ギリシャ語で串をさす「スブラ」に由来し、スブラキは「小さな串」という意味。つまり、食材を小さくカットして串に焼いた物で、具材は肉類がメインですが、串焼き料理全般をさすことから、魚、野菜やチーズなどのスブラキもあります。肉類は主に豚肉で、その次に鶏肉が使われるのが一般的で、店や地域により、牛肉やラム肉、中にはダチョウの肉を使う場合もあります。肉類を角切りにしたスブラキの他、豚バラ肉をグルグルと巻き付ける「グリフィジューリ」も人気です。スブラキはトルコの「シシケバブ」とほとんど同じスタイルですが、豚肉が禁止されているトルコと違い、スブラキは豚肉が主流な点が大きな違いと言えるでしょう。

スブラキの食べ方

串焼きのまま食べる他、ファーストフード店では串からはずし、サンドイッチにして食べるのもローカルメニューです。

串焼き

レストランでは串のまま皿に盛って提供するのが一般的。ヨーグルトをベースに、キュウリやミント、ニンニクなどを混ぜ合わせた「サジキ」と呼ばれるソースが添えられます。

サンドイッチ

スブラキと一緒に食べるのは、「ピタ」と呼ばれるナンのような薄いパン。「ドネルケバブ」などは、ピタの間に具を入れるスタイルが一般的ですが、ギリシャでは、野菜と一緒にくるむタイプが主流。串焼き同様、サジキがかけられ、ほとんどの店でポテトフライが入るのも特徴のひとつ。
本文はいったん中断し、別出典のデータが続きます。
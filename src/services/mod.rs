//! Services layer: storage boundaries, token issuing, OTP lifecycle and the
//! auth orchestrator.

pub mod auth;
pub mod database;
pub mod delivery;
pub mod email;
pub mod error;
pub mod jwt;
pub mod otp;
pub mod revocation;
pub mod sms;
pub mod sweeper;

pub use auth::{AuthService, LoginOutcome};
pub use database::{ChallengeStore, CredentialStore, Database, MemoryStore};
pub use delivery::DeliveryRouter;
pub use email::{EmailSender, MockEmailSender, SentEmail, SmtpEmailService};
pub use error::ServiceError;
pub use jwt::{AccessTokenClaims, JwtService, RefreshTokenClaims, TokenResponse};
pub use otp::OtpManager;
pub use revocation::{MemoryRevocationStore, RedisRevocationStore, RevocationStore};
pub use sms::{HttpSmsService, MockSmsSender, SentSms, SmsSender};
pub use sweeper::spawn_expiry_sweeper;
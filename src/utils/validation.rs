use axum::{
    extract::{FromRequest, Request},
    http::StatusCode,
    response::{IntoResponse, Response},
    Json,
};
use serde::de::DeserializeOwned;
use validator::Validate;

use crate::dtos::ErrorResponse;

/// JSON extractor that runs `validator` rules before the handler sees the
/// payload.
pub struct ValidatedJson<T>(pub T);

#[axum::async_trait]
impl<T, S> FromRequest<S> for ValidatedJson<T>
where
    T: DeserializeOwned + Validate + 'static,
    S: Send + Sync,
{
    type Rejection = Response;

    async fn from_request(req: Request, state: &S) -> Result<Self, Self::Rejection> {
        let Json(value) = Json::<T>::from_request(req, state).await.map_err(|e| {
            let body = ErrorResponse {
                error: format!("Json parse error: {}", e),
            };
            (StatusCode::BAD_REQUEST, Json(body)).into_response()
        })?;

        value.validate().map_err(|e| {
            let body = ErrorResponse {
                error: format!("Validation error: {}", e),
            };
            (StatusCode::UNPROCESSABLE_ENTITY, Json(body)).into_response()
        })?;

        Ok(ValidatedJson(value))
    }
}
現地では、屋台などの他、鉄道の車内販売でも売られています。

その他のスブラキ

主に、脂身のある豚の薄切り肉を何層にも重ねて塊状にし、真ん中に鉄串を通して回転させながら炙る、「ドネルケバブ」のギリシャ版「ギロ」や、挽き肉にパセリをたっぷり入れた肉団子、「ケフテーデス」を串に刺して焼いたスブラキも地元では親しまれています。